'˜Wonderful' Horsham grandmother killed in crash with 142mph stolen Mercedes
A '˜wonderful' Horsham grandmother was killed when a stolen Mercedes crashed into her car on the A24 last year at up to 142mph.
Serial car thief Conor Dobson, 23, abandoned the £30,000 stolen car and fled the scene of the horror crash. He was jailed at Hove Crown Court today for 15 years.
The death of former Horsham nurse Rebecca Nevins aged 70 in November last year left her family devastated, knowing life would never be the same again.
Distraught daughter Alice Nevins told the court how she found out what happened to her mum on the phone: “I knew something terrible had happened.
“I made this incredible wailing noise. I could not believe this had happened to my wonderful mother.
“We had only just got in from our most recent holiday to Venice and the USA.”
She broke down in court as described her ‘fantastic life’ with her beloved mum.
Dobson drove down to Sussex in a stolen sports car along with co-defendant Isaac McFadyen, intending to steal another expensive car.
Prosecutor Dale Sullivan told the judge: “The Mercedes with which the defendants travelled into Sussex was itself a stolen vehicle, bearing incorrect plates.”
Beginning about 1.15pm that afternoon, two houses in Goring were subjected to untidy searches.
From the second the keys to a Mercedes AMG were taken, along with a laptop, watches, jewellery and SLR camera.
This was the Mercedes that was involved in the fatal collision, Mr Sullivan told the court.
The pair were later spotted at the Texaco garage at Buck Barn services and a police pursuit started at 2.20pm.
McFadyen crashed in West Grinstead and was arrested trying to run from the scene, the court heard.
The prosecutor added: “When arrested he was out of breath and had a few cuts to his face.
“He said: ‘I am glad the passenger airbag did not go off because it hit my nose last time’.”
The Mercedes AMG from Goring being driven by Dobson was lost by the pursuing officers.
Later, the Mercedes was spotted driving at speeds of up to 147mph on the A24, where it crashed into Rebecca Nevins’ red Ford Focus, the court heard.
The speed limit for that stretch of road was 60mph.
Rebecca, who had been driving back with her friend from lunch, sustained fatal injuries in the collision. Her passenger escaped the horror crash with minor injuries.
The court heard how the incident happened in daylight and the weather was dry.
Dobson did not stop after the crash, instead fleeing the scene.

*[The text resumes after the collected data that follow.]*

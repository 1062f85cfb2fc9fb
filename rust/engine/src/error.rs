use serde::ser::SerializeMap;

/// Errors that can occur while planning or executing a check run.
///
/// Organized into three categories:
/// - **Retryable**: transient provider failures that may succeed on retry
/// - **Terminal**: permanent failures for a single check execution
/// - **Structural**: problems with the check catalog or the run itself
///
/// Additionally, wrapper variants for standard library and serde errors.
#[derive(Debug, Clone, PartialEq, thiserror::Error)]
pub enum EngineError {
    // -- Retryable --
    /// Rate limit exceeded by a provider.
    #[error("rate limited: {message}")]
    RateLimited { message: String },

    /// Network request or provider call timed out.
    #[error("network timeout: {message}")]
    NetworkTimeout { message: String },

    /// Service temporarily unavailable.
    #[error("temporarily unavailable: {message}")]
    TemporaryUnavailable { message: String },

    // -- Terminal --
    /// A provider rejected or failed the execution permanently.
    #[error("provider failed for check {check_id}: {reason}")]
    ProviderFailed { check_id: String, reason: String },

    /// The provider configuration embedded in a check is invalid.
    #[error("invalid provider config for check {check_id}: {reason}")]
    ProviderConfig { check_id: String, reason: String },

    /// A named `fail_if` predicate evaluated to true.
    #[error("fail_if predicate `{predicate}` matched for check {check_id}")]
    PredicateMatched { check_id: String, predicate: String },

    /// Reusing a parent AI session failed (missing parent, clone rejection).
    #[error("session reuse failed for check {check_id}: {reason}")]
    SessionReuse { check_id: String, reason: String },

    // -- Structural --
    /// The dependency graph contains a cycle.
    #[error("dependency cycle involving: {}", nodes.join(", "))]
    PlanningCycle { nodes: Vec<String> },

    /// A referenced check does not exist in the catalog.
    #[error("unknown check: {check_id}")]
    UnknownCheck { check_id: String },

    /// The configuration document is invalid.
    #[error("invalid configuration: {reason}")]
    InvalidConfig { reason: String },

    /// An `if`/`fail_if`/routing expression failed to compile.
    #[error("invalid expression `{expression}`: {reason}")]
    InvalidExpression { expression: String, reason: String },

    /// The nested workflow depth limit was exceeded.
    #[error("workflow depth limit of {limit} exceeded")]
    DepthLimit { limit: u32 },

    /// The run was shut down before completion.
    #[error("shutdown: {reason}")]
    Shutdown { reason: String },

    // -- Wrappers --
    /// An I/O error occurred.
    #[error("io error: {message}")]
    Io { message: String },

    /// A JSON serialization/deserialization error occurred.
    #[error("json error: {message}")]
    Json { message: String },

    /// A YAML deserialization error occurred.
    #[error("yaml error: {message}")]
    Yaml { message: String },

    /// An HTTP transport error occurred.
    #[error("http error: {message}")]
    Http { message: String },
}

impl EngineError {
    /// Whether the error is retryable (transient).
    #[must_use]
    pub fn is_retryable(&self) -> bool {
        match self {
            Self::RateLimited { .. }
            | Self::NetworkTimeout { .. }
            | Self::TemporaryUnavailable { .. }
            | Self::Http { .. }
            | Self::Io { .. } => true,

            Self::ProviderFailed { .. }
            | Self::ProviderConfig { .. }
            | Self::PredicateMatched { .. }
            | Self::SessionReuse { .. }
            | Self::PlanningCycle { .. }
            | Self::UnknownCheck { .. }
            | Self::InvalidConfig { .. }
            | Self::InvalidExpression { .. }
            | Self::DepthLimit { .. }
            | Self::Shutdown { .. }
            | Self::Json { .. }
            | Self::Yaml { .. } => false,
        }
    }

    /// Whether the error is terminal for a single check execution.
    #[must_use]
    pub fn is_terminal(&self) -> bool {
        match self {
            Self::ProviderFailed { .. }
            | Self::ProviderConfig { .. }
            | Self::PredicateMatched { .. }
            | Self::SessionReuse { .. }
            | Self::Json { .. } => true,

            Self::RateLimited { .. }
            | Self::NetworkTimeout { .. }
            | Self::TemporaryUnavailable { .. }
            | Self::Http { .. }
            | Self::Io { .. }
            | Self::PlanningCycle { .. }
            | Self::UnknownCheck { .. }
            | Self::InvalidConfig { .. }
            | Self::InvalidExpression { .. }
            | Self::DepthLimit { .. }
            | Self::Shutdown { .. }
            | Self::Yaml { .. } => false,
        }
    }

    /// Whether the error is structural (catalog or run level).
    #[must_use]
    pub fn is_structural(&self) -> bool {
        matches!(
            self,
            Self::PlanningCycle { .. }
                | Self::UnknownCheck { .. }
                | Self::InvalidConfig { .. }
                | Self::InvalidExpression { .. }
                | Self::DepthLimit { .. }
                | Self::Yaml { .. }
        )
    }

    /// A unique error code string for this variant.
    #[must_use]
    pub fn code(&self) -> &'static str {
        match self {
            Self::RateLimited { .. } => "RATE_LIMITED",
            Self::NetworkTimeout { .. } => "NETWORK_TIMEOUT",
            Self::TemporaryUnavailable { .. } => "TEMPORARY_UNAVAILABLE",
            Self::ProviderFailed { .. } => "PROVIDER_FAILED",
            Self::ProviderConfig { .. } => "PROVIDER_CONFIG",
            Self::PredicateMatched { .. } => "PREDICATE_MATCHED",
            Self::SessionReuse { .. } => "SESSION_REUSE_FAILED",
            Self::PlanningCycle { .. } => "PLANNING_CYCLE",
            Self::UnknownCheck { .. } => "UNKNOWN_CHECK",
            Self::InvalidConfig { .. } => "INVALID_CONFIG",
            Self::InvalidExpression { .. } => "INVALID_EXPRESSION",
            Self::DepthLimit { .. } => "DEPTH_LIMIT_EXCEEDED",
            Self::Shutdown { .. } => "SHUTDOWN",
            Self::Io { .. } => "IO_ERROR",
            Self::Json { .. } => "JSON_ERROR",
            Self::Yaml { .. } => "YAML_ERROR",
            Self::Http { .. } => "HTTP_ERROR",
        }
    }
}

impl From<std::io::Error> for EngineError {
    fn from(err: std::io::Error) -> Self {
        Self::Io {
            message: err.to_string(),
        }
    }
}

impl From<serde_json::Error> for EngineError {
    fn from(err: serde_json::Error) -> Self {
        Self::Json {
            message: err.to_string(),
        }
    }
}

impl From<serde_yaml::Error> for EngineError {
    fn from(err: serde_yaml::Error) -> Self {
        Self::Yaml {
            message: err.to_string(),
        }
    }
}

impl From<reqwest::Error> for EngineError {
    fn from(err: reqwest::Error) -> Self {
        if err.is_timeout() {
            Self::NetworkTimeout {
                message: err.to_string(),
            }
        } else {
            Self::Http {
                message: err.to_string(),
            }
        }
    }
}

impl serde::Serialize for EngineError {
    fn serialize<S: serde::Serializer>(&self, serializer: S) -> Result<S::Ok, S::Error> {
        let mut map = serializer.serialize_map(Some(2))?;
        map.serialize_entry("code", self.code())?;
        map.serialize_entry("message", &self.to_string())?;
        map.end()
    }
}

/// A `Result` type alias using [`EngineError`].
pub type EngineResult<T> = Result<T, EngineError>;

He was spotted boarding a train to Clapham Junction and was arrested in London some days later.
Judge Jeremy Gold QC said to Dobson: “You were driving at a grossly excessive speed.
“If you use a public road as a racetrack and that results in the death of an innocent person then the consequences will be serious.”
He noted Dobson’s ‘appalling record’ for house burglary and driving offences, as well as stealing cars.
The judge sentenced Dobson to 15 years in jail for manslaughter and burglary, with a three-year extended licence period upon his release.
Judge Gold noted McFadyen’s youth, but said the burglaries were ‘professional criminal activity’.
He was sentenced to 26 months in a young offenders institution and fined a total of £700. He had pleaded guilty to receiving stolen goods and dangerous driving at Hove Crown Court. Earlier, at magistrates’ court, he had admitted two counts of burglary, driving without a license or insurance.
Rebecca’s daughter Philippa Davies bravely spoke alongside her sister Alice, telling the court of the horrible moment she found out her mother had been killed.
She said: “I collapsed on the floor and could not breathe.
“My kids are left without their beloved nan.”
Philippa, who works for a road safety company, said her work have been very understanding but she has not been able to return to all her previous duties.
Mark Kinsey, defending Dobson, said: “He accepts total responsibility for what occurred and is aware that he will receive a lengthy term of imprisonment.
“He is still a young man.”
Mr Kinsey asked the judge to consider that though the charge was manslaughter, the car had not been deliberately used as a weapon.
Mr Manning, defending McFadyen, pointed out that his client is only 18 years old.
He added: “He has asked me to express his sincere remorse and sadness.
“He is a young and vulnerable man.”
He also argued that McFadyen played a ‘subordinate role’ in the burglaries.
Dobson pleaded guilty to manslaughter and burglary. A further two burglaries were left to lie on file.
McFadyen admitted a charge of receiving stolen goods and dangerous driving. He was earlier convicted of two counts of burglary, a count of theft, and driving without licencse or insurance.